_Work required_: In the records below, how many lines hold the word "mpsc"? Give only the number.

_Listed records_:
// Copyright (c) 2026 Benevole contributors
// SPDX-License-Identifier: AGPL-3.0
//! Infrastructure
//!
//! Adapters for the domain contracts: repositories (in-memory and
//! PostgreSQL), password hashing and the in-process event bus.

pub mod db;
pub mod event_bus;
pub mod password;
pub mod repositories;
//! WebSocket transport sessions.
//!
//! DESIGN
//! ======
//! Each session is one tokio task owning one `tokio-tungstenite` stream. The
//! task never touches chat state: it only posts [`SessionNotice`]s, tagged
//! with the session's generation, into the client event queue. Outbound
//! payloads reach the task through a per-session unbounded channel.
//!
//! A session is terminal. It does not retry; once it reports `Closed` the
//! task has exited and the controller opens a new session if it wants one.
//!
//! ERROR HANDLING
//! ==============
//! Connect failures and timeouts are reported as `Error` followed by
//! `Closed`, mirroring what a browser WebSocket does. Dropping the session's
//! sender (via [`Transport::close`]) ends the task quietly, without events.

use std::collections::HashMap;
use std::time::Duration;

use futures_util::{SinkExt, StreamExt};
use tokio::sync::mpsc;
use tokio_tungstenite::connect_async;
use tokio_tungstenite::tungstenite::Message;

use crate::error::ChatError;
use crate::reconnect::Generation;

/// Lifecycle event reported by a transport session.
#[derive(Clone, Debug, PartialEq, Eq)]
pub enum SessionEvent {
    Opened,
    Message(String),
    Closed,
    Error(String),
}

/// A [`SessionEvent`] tagged with the generation of the session that produced it.
#[derive(Clone, Debug, PartialEq, Eq)]
pub struct SessionNotice {
    pub generation: Generation,
    pub event: SessionEvent,
}

/// Connection factory and session operations, keyed by generation.
pub trait Transport {
    /// Start opening a new session. Completion arrives later as an event.
    fn open(&mut self, generation: Generation);
    /// Send one text frame on session `generation`.
    ///
    /// # Errors
    ///
    /// Returns [`ChatError::TransportUnavailable`] when the session is gone.
    fn send(&mut self, generation: Generation, payload: String) -> Result<(), ChatError>;
    /// Release session `generation`. Unknown generations are ignored.
    fn close(&mut self, generation: Generation);
}

/// [`Transport`] backed by `tokio-tungstenite`.
///
/// Events are posted through a weak sender so live sessions do not keep the
/// client event queue open on their own.
pub struct WsTransport<E> {
    url: String,
    connect_timeout: Duration,
    events: mpsc::WeakUnboundedSender<E>,
    sessions: HashMap<Generation, mpsc::UnboundedSender<String>>,
}

impl<E> WsTransport<E>
where
    E: From<SessionNotice> + Send + 'static,
{
    #[must_use]
    pub fn new(url: impl Into<String>, connect_timeout: Duration, events: mpsc::WeakUnboundedSender<E>) -> Self {
        Self { url: url.into(), connect_timeout, events, sessions: HashMap::new() }
    }
}

impl<E> Transport for WsTransport<E>
where
    E: From<SessionNotice> + Send + 'static,
{
    fn open(&mut self, generation: Generation) {
        let (tx, rx) = mpsc::unbounded_channel();
        self.sessions.insert(generation, tx);
        tracing::info!(generation, url = %self.url, "opening websocket session");
        tokio::spawn(run_session(self.url.clone(), self.connect_timeout, generation, rx, self.events.clone()));
    }

    fn send(&mut self, generation: Generation, payload: String) -> Result<(), ChatError> {
        let tx = self.sessions.get(&generation).ok_or(ChatError::TransportUnavailable)?;
        tx.send(payload).map_err(|_| ChatError::TransportUnavailable)
    }

    fn close(&mut self, generation: Generation) {
        if self.sessions.remove(&generation).is_some() {
            tracing::debug!(generation, "websocket session released");
        }
    }
}

/// Drive one session from handshake to close.
async fn run_session<E>(
    url: String,
    connect_timeout: Duration,
    generation: Generation,
    mut outbound: mpsc::UnboundedReceiver<String>,
    events: mpsc::WeakUnboundedSender<E>,
) where
    E: From<SessionNotice>,
{
    let emit = |event: SessionEvent| {
        if let Some(tx) = events.upgrade() {
            let _ = tx.send(E::from(SessionNotice { generation, event }));
        }
    };

    let connected = tokio::select! {
        result = tokio::time::timeout(connect_timeout, connect_async(url.as_str())) => result,
        () = released(&mut outbound) => {
            tracing::debug!(generation, "session released before handshake completed");
            return;
        }
    };

    let stream = match connected {
        Ok(Ok((stream, _response))) => stream,
        Ok(Err(e)) => {
            tracing::warn!(generation, error = %e, "websocket connect failed");
            emit(SessionEvent::Error(e.to_string()));
            emit(SessionEvent::Closed);
            return;
        }
        Err(_) => {
            tracing::warn!(generation, timeout_ms = u64::try_from(connect_timeout.as_millis()).unwrap_or(u64::MAX), "websocket connect timed out");
            emit(SessionEvent::Error(format!("connect timed out after {connect_timeout:?}")));
            emit(SessionEvent::Closed);
            return;
        }
    };

    emit(SessionEvent::Opened);
    let (mut write, mut read) = stream.split();

    loop {
        tokio::select! {
            outgoing = outbound.recv() => {
                let Some(payload) = outgoing else {
                    let _ = write.send(Message::Close(None)).await;
                    tracing::debug!(generation, "session closed locally");
                    return;
                };
                if let Err(e) = write.send(Message::Text(payload.into())).await {
                    tracing::warn!(generation, error = %e, "websocket send failed");
                    emit(SessionEvent::Error(e.to_string()));
                    break;
                }
            }
            incoming = read.next() => match incoming {
                Some(Ok(Message::Text(text))) => emit(SessionEvent::Message(text.as_str().to_owned())),
                Some(Ok(Message::Close(frame))) => {
                    tracing::info!(generation, ?frame, "server closed websocket");
                    break;
                }
                Some(Ok(_)) => {
                    tracing::debug!(generation, "ignoring non-text frame");
                }
                Some(Err(e)) => {
                    tracing::warn!(generation, error = %e, "websocket recv error");
                    emit(SessionEvent::Error(e.to_string()));
                    break;
                }
                None => break,
            }
        }
    }

    emit(SessionEvent::Closed);
}

/// Resolves once every sender for this session has been dropped.
async fn released(outbound: &mut mpsc::UnboundedReceiver<String>) {
    while outbound.recv().await.is_some() {}
}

_Response_: 8